▶ [Aim of the exercise] In the data below, find the line containing "repository 4f305211e6eed214", then set down that line and every later line up to and including the line containing "pub mod errors;", exactly.

┌─ Data for processing

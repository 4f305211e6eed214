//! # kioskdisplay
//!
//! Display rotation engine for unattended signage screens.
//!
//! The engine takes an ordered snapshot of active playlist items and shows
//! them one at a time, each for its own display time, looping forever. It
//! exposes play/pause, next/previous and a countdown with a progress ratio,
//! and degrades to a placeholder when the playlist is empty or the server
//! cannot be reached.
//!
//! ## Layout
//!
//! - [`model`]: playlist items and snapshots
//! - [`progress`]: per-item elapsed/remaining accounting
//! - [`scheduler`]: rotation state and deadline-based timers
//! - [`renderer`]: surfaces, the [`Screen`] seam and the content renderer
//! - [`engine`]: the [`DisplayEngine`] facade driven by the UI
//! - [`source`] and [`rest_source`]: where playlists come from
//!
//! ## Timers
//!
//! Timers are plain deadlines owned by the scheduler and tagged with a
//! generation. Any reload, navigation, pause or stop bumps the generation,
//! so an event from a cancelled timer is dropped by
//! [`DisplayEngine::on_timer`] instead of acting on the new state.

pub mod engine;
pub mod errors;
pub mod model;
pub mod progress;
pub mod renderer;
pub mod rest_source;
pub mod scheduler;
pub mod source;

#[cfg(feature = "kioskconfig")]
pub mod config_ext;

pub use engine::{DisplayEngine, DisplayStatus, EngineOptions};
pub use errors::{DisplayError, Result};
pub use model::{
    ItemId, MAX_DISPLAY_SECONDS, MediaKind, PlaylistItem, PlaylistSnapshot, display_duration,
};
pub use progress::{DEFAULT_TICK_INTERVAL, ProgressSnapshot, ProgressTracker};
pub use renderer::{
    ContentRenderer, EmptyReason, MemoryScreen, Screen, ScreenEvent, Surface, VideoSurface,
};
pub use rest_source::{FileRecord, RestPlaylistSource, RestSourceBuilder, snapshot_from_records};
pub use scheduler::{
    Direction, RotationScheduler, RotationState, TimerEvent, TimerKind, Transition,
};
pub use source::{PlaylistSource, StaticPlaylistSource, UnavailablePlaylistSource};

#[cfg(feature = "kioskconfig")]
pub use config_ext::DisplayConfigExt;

└─
┌─ Data for processing

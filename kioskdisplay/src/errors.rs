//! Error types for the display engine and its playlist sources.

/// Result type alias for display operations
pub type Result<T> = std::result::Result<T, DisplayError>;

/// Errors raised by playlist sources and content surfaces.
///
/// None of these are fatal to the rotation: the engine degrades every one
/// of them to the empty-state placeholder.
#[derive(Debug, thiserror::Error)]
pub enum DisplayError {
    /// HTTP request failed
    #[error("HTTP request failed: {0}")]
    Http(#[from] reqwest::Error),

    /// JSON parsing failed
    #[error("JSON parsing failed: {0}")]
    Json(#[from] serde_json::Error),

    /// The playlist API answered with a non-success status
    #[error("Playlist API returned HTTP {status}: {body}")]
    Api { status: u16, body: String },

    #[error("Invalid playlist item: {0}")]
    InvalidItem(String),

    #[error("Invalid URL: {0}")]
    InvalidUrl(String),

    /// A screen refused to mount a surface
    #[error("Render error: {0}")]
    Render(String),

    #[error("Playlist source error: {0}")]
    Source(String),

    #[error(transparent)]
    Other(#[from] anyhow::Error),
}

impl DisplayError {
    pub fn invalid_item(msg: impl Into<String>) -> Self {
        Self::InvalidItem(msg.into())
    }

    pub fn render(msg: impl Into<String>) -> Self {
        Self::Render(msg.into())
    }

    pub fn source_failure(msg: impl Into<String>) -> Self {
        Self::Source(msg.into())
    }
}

└─

▶ [Response]
repository 4f305211e6eed214
//! # kioskdisplay
//!
//! Display rotation engine for unattended signage screens.
//!
//! The engine takes an ordered snapshot of active playlist items and shows
//! them one at a time, each for its own display time, looping forever. It
//! exposes play/pause, next/previous and a countdown with a progress ratio,
//! and degrades to a placeholder when the playlist is empty or the server
//! cannot be reached.
//!
//! ## Layout
//!
//! - [`model`]: playlist items and snapshots
//! - [`progress`]: per-item elapsed/remaining accounting
//! - [`scheduler`]: rotation state and deadline-based timers
//! - [`renderer`]: surfaces, the [`Screen`] seam and the content renderer
//! - [`engine`]: the [`DisplayEngine`] facade driven by the UI
//! - [`source`] and [`rest_source`]: where playlists come from
//!
//! ## Timers
//!
//! Timers are plain deadlines owned by the scheduler and tagged with a
//! generation. Any reload, navigation, pause or stop bumps the generation,
//! so an event from a cancelled timer is dropped by
//! [`DisplayEngine::on_timer`] instead of acting on the new state.

pub mod engine;
pub mod errors;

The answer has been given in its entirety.